Theoretical study of the ZrS2/PtSe2 heterojunction as an anode material for magnesium-ion batteries
摘要
This study systematically explored the potential of the ZrS2/PtSe2 heterojunction as an anode material for magnesium-ion batteries (MIBs) using first-principles calculations. The results show that the heterojunction has excellent structural stability, with a binding energy of −2.512 eV, and is thermodynamically stable. Its electronic properties feature a Type-II band alignment and an indirect band gap of 1.288 eV. Applying biaxial strain effectively tunes the band gap, resulting in values of 1.756 eV under −5% strain and 0.085 eV under 5% strain. In terms of electrochemical performance, the heterojunction exhibits a strong adsorption energy for Mg atoms at −1.432 eV, which is significantly higher than that of the individual monolayers. The calculated average open-circuit voltage is 0.637 V, and the theoretical capacity reaches 841.62 mAh/g. Additionally, Mg ions show an exceptionally low migration barrier on the heterojunction surface, as low as 0.057 eV. These characteristics indicate that the ZrS2/PtSe2 heterojunction is an excellent candidate for anode materials in MIBs.

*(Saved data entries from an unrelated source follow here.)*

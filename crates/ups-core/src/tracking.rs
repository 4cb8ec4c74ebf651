//! Tracking response accessors

use chrono::NaiveDate;
use ups_xml::XmlValue;

use crate::error::UpsError;
use crate::result::UpsResult;

const ACTIVITY_PATH: [&str; 4] = ["TrackResponse", "Shipment", "Package", "Activity"];

/// Status type code of one tracking activity
#[derive(Debug, Clone, PartialEq, Eq)]
pub enum ActivityStatus {
    InTransit,
    Delivered,
    Exception,
    Pickup,
    Manifest,
    /// Pass-through for codes outside the known set
    Other(String),
}

impl ActivityStatus {
    pub fn from_code(code: &str) -> Self {
        match code {
            "I" => ActivityStatus::InTransit,
            "D" => ActivityStatus::Delivered,
            "X" => ActivityStatus::Exception,
            "P" => ActivityStatus::Pickup,
            "M" => ActivityStatus::Manifest,
            other => ActivityStatus::Other(other.to_string()),
        }
    }

    pub fn code(&self) -> &str {
        match self {
            ActivityStatus::InTransit => "I",
            ActivityStatus::Delivered => "D",
            ActivityStatus::Exception => "X",
            ActivityStatus::Pickup => "P",
            ActivityStatus::Manifest => "M",
            ActivityStatus::Other(code) => code,
        }
    }
}

/// One tracking event record
#[derive(Debug, Clone, PartialEq, Eq)]
pub struct Activity {
    pub status: ActivityStatus,
    pub status_description: Option<String>,
    /// Carrier date, `YYYYMMDD`
    pub date: String,
    /// Carrier time, `HHMMSS`
    pub time: Option<String>,
}

impl Activity {
    fn from_xml(value: &XmlValue) -> Result<Self, UpsError> {
        let code = value
            .path(&["Status", "StatusType", "Code"])
            .and_then(XmlValue::as_text)
            .ok_or_else(|| UpsError::missing(&["Activity", "Status", "StatusType", "Code"]))?;
        let status_description = value
            .path(&["Status", "StatusType", "Description"])
            .and_then(XmlValue::as_text)
            .map(str::to_string);
        let date = value
            .path(&["Date"])
            .and_then(XmlValue::as_text)
            .ok_or_else(|| UpsError::missing(&["Activity", "Date"]))?;
        let time = value
            .path(&["Time"])
            .and_then(XmlValue::as_text)
            .map(str::to_string);

        Ok(Activity {
            status: ActivityStatus::from_code(code),
            status_description,
            date: date.to_string(),
            time,
        })
    }
}

/// Delivery status derived from one track response.
///
/// Accessors recompute from the stored response on every call; nothing is
/// cached between accesses.
#[derive(Debug, Clone, PartialEq, Eq)]
pub struct TrackingInfo {
    tracking_number: String,
    result: UpsResult,
}

impl TrackingInfo {
    pub fn new(tracking_number: impl Into<String>, result: UpsResult) -> Self {
        Self {
            tracking_number: tracking_number.into(),
            result,
        }
    }

    pub fn tracking_number(&self) -> &str {
        &self.tracking_number
    }

    pub fn result(&self) -> &UpsResult {
        &self.result
    }

    /// The shipment's activity history, newest first as the carrier sends it.
    ///
    /// A response carrying exactly one activity arrives collapsed to a bare
    /// record and is normalized to a one-element list here.
    ///
    /// # Errors
    ///
    /// Returns [`UpsError::MissingField`] when the activity path is absent —
    /// an error or malformed response, never silently "no activity".
    pub fn activities(&self) -> Result<Vec<Activity>, UpsError> {
        let document = self.result.parse()?;
        let activities = document
            .path(&ACTIVITY_PATH)
            .ok_or_else(|| UpsError::missing(&ACTIVITY_PATH))?;
        activities.as_list().into_iter().map(Activity::from_xml).collect()
    }

    /// The delivery date, when a delivered activity exists.
    ///
    /// Returns the date of the first activity with status code `D`, or `None`
    /// when the shipment has not been delivered.
    pub fn delivered(&self) -> Result<Option<NaiveDate>, UpsError> {
        for activity in self.activities()? {
            if activity.status == ActivityStatus::Delivered {
                let date = NaiveDate::parse_from_str(&activity.date, "%Y%m%d").map_err(|e| {
                    UpsError::InvalidValue {
                        field: "Activity/Date".to_string(),
                        reason: e.to_string(),
                    }
                })?;
                return Ok(Some(date));
            }
        }
        Ok(None)
    }

    /// True iff any activity has the in-transit status code
    pub fn in_transit(&self) -> Result<bool, UpsError> {
        Ok(self
            .activities()?
            .iter()
            .any(|activity| activity.status == ActivityStatus::InTransit))
    }
}

#[cfg(test)]
mod tests {
    use super::*;

    #[test]
    fn status_codes_round_trip() {
        assert_eq!(ActivityStatus::from_code("D"), ActivityStatus::Delivered);
        assert_eq!(ActivityStatus::from_code("I"), ActivityStatus::InTransit);
        assert_eq!(ActivityStatus::from_code("X"), ActivityStatus::Exception);
        assert_eq!(
            ActivityStatus::from_code("Q"),
            ActivityStatus::Other("Q".to_string())
        );
        assert_eq!(ActivityStatus::Other("Q".to_string()).code(), "Q");
    }
}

MethodsFirst-principles calculations were carried out using the CASTEP software. The exchange-correlation functional utilized the Perdew-Burke-Ernzerhof approach within the generalized gradient approximation. For more precise electronic property evaluations, the hybrid functional HSE06 was applied. Structure optimization and total energy computations employed Monkhorst-Pack k-point grids of 9 × 9 × 1 for monolayers and 8 × 8 × 1 for the heterojunction. The plane-wave basis set had an energy cutoff of 520 eV. The convergence threshold for electronic energy in the self-consistent field cycle was set at 10−6 eV.